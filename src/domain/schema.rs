// SPDX-License-Identifier: MIT OR Apache-2.0

//! Schema declarations.
//!
//! A `Schema` maps keys to primitive types and is used by both the strict and the
//! optional resolver. A `DefaultingSchema` additionally carries a typed fallback
//! value for every key. Both keep keys in declaration order, which is the order
//! missing keys are reported in.

use crate::domain::env_value::EnvValue;
use crate::domain::errors::{EnvError, Result};
use crate::domain::primitive::PrimitiveType;

/// An ordered mapping from configuration key to expected type.
///
/// # Examples
///
/// ```
/// use envschema::domain::{PrimitiveType, Schema};
///
/// let schema = Schema::new()
///     .field("DB_URL", PrimitiveType::String)
///     .field("PORT", PrimitiveType::Number)
///     .field("DEBUG", PrimitiveType::Boolean);
///
/// assert_eq!(schema.len(), 3);
/// assert_eq!(schema.get("PORT"), Some(PrimitiveType::Number));
/// ```
#[derive(Clone, Debug, Default, PartialEq, Eq)]
pub struct Schema {
    fields: Vec<(String, PrimitiveType)>,
}

impl Schema {
    /// Creates an empty schema.
    pub fn new() -> Self {
        Self { fields: Vec::new() }
    }

    /// Declares a key with its expected type.
    ///
    /// Declaring a key that already exists replaces its type and keeps its
    /// original position.
    pub fn field(mut self, key: impl Into<String>, ty: PrimitiveType) -> Self {
        self.insert(key, ty);
        self
    }

    /// Declares a key in place. See [`Schema::field`].
    pub fn insert(&mut self, key: impl Into<String>, ty: PrimitiveType) {
        let key = key.into();
        match self.fields.iter_mut().find(|(k, _)| *k == key) {
            Some(entry) => entry.1 = ty,
            None => self.fields.push((key, ty)),
        }
    }

    /// Returns the declared type of a key.
    pub fn get(&self, key: &str) -> Option<PrimitiveType> {
        self.fields
            .iter()
            .find(|(k, _)| k == key)
            .map(|(_, ty)| *ty)
    }

    /// Iterates over `(key, type)` pairs in declaration order.
    pub fn iter(&self) -> impl Iterator<Item = (&str, PrimitiveType)> {
        self.fields.iter().map(|(k, ty)| (k.as_str(), *ty))
    }

    /// Iterates over the declared keys in declaration order.
    pub fn keys(&self) -> impl Iterator<Item = &str> {
        self.fields.iter().map(|(k, _)| k.as_str())
    }

    /// Returns the number of declared keys.
    pub fn len(&self) -> usize {
        self.fields.len()
    }

    /// Returns `true` if no keys are declared.
    pub fn is_empty(&self) -> bool {
        self.fields.is_empty()
    }
}

impl<K: Into<String>> FromIterator<(K, PrimitiveType)> for Schema {
    fn from_iter<I: IntoIterator<Item = (K, PrimitiveType)>>(iter: I) -> Self {
        let mut schema = Schema::new();
        for (key, ty) in iter {
            schema.insert(key, ty);
        }
        schema
    }
}

/// A type tag paired with a fallback value of that type.
///
/// The tag is derived from the default, so the two can never disagree.
///
/// # Examples
///
/// ```
/// use envschema::domain::{EnvValue, FieldDefault, PrimitiveType};
///
/// let port = FieldDefault::new(3000);
/// assert_eq!(port.ty(), PrimitiveType::Number);
/// assert_eq!(port.default_value(), &EnvValue::from(3000));
/// ```
#[derive(Clone, Debug, PartialEq)]
pub struct FieldDefault {
    ty: PrimitiveType,
    default: EnvValue,
}

impl FieldDefault {
    /// Creates a field default from a typed value.
    pub fn new(default: impl Into<EnvValue>) -> Self {
        let default = default.into();
        Self {
            ty: default.primitive_type(),
            default,
        }
    }

    /// Creates a field default from an explicit tag, checking that the value matches it.
    ///
    /// # Errors
    ///
    /// Returns `EnvError::SchemaError` when the default's type differs from `ty`.
    pub fn try_new(key: &str, ty: PrimitiveType, default: EnvValue) -> Result<Self> {
        if default.primitive_type() != ty {
            return Err(EnvError::SchemaError {
                message: format!(
                    "default for '{}' is a {} but the declared type is {}",
                    key,
                    default.primitive_type(),
                    ty
                ),
                source: None,
            });
        }
        Ok(Self { ty, default })
    }

    /// Returns the declared type.
    pub fn ty(&self) -> PrimitiveType {
        self.ty
    }

    /// Returns the fallback value.
    pub fn default_value(&self) -> &EnvValue {
        &self.default
    }
}

/// An ordered mapping from configuration key to a type and fallback value.
///
/// # Examples
///
/// ```
/// use envschema::domain::{DefaultingSchema, PrimitiveType};
///
/// let schema = DefaultingSchema::new()
///     .field("PORT", 3000)
///     .field("DEBUG", false);
///
/// assert_eq!(schema.get("DEBUG").unwrap().ty(), PrimitiveType::Boolean);
/// ```
#[derive(Clone, Debug, Default, PartialEq)]
pub struct DefaultingSchema {
    fields: Vec<(String, FieldDefault)>,
}

impl DefaultingSchema {
    /// Creates an empty defaulting schema.
    pub fn new() -> Self {
        Self { fields: Vec::new() }
    }

    /// Declares a key with a typed default value.
    ///
    /// Redeclaring a key replaces its default and keeps its original position.
    pub fn field(mut self, key: impl Into<String>, default: impl Into<EnvValue>) -> Self {
        self.insert(key, FieldDefault::new(default));
        self
    }

    /// Declares a key in place with a prepared [`FieldDefault`].
    pub fn insert(&mut self, key: impl Into<String>, spec: FieldDefault) {
        let key = key.into();
        match self.fields.iter_mut().find(|(k, _)| *k == key) {
            Some(entry) => entry.1 = spec,
            None => self.fields.push((key, spec)),
        }
    }

    /// Returns the declaration for a key.
    pub fn get(&self, key: &str) -> Option<&FieldDefault> {
        self.fields.iter().find(|(k, _)| k == key).map(|(_, d)| d)
    }

    /// Iterates over `(key, declaration)` pairs in declaration order.
    pub fn iter(&self) -> impl Iterator<Item = (&str, &FieldDefault)> {
        self.fields.iter().map(|(k, d)| (k.as_str(), d))
    }

    /// Returns the number of declared keys.
    pub fn len(&self) -> usize {
        self.fields.len()
    }

    /// Returns `true` if no keys are declared.
    pub fn is_empty(&self) -> bool {
        self.fields.is_empty()
    }
}

impl<K: Into<String>> FromIterator<(K, FieldDefault)> for DefaultingSchema {
    fn from_iter<I: IntoIterator<Item = (K, FieldDefault)>>(iter: I) -> Self {
        let mut schema = DefaultingSchema::new();
        for (key, spec) in iter {
            schema.insert(key, spec);
        }
        schema
    }
}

_ _ _

▶ **INSTRUCTIONS TO FOLLOW**
Whenever the word "insert" occurs in a line above, copy that line.

▶ **EXERCISE RESULT**
        self.insert(key, ty);
    pub fn insert(&mut self, key: impl Into<String>, ty: PrimitiveType) {
            schema.insert(key, ty);
        self.insert(key, FieldDefault::new(default));
    pub fn insert(&mut self, key: impl Into<String>, spec: FieldDefault) {
            schema.insert(key, spec);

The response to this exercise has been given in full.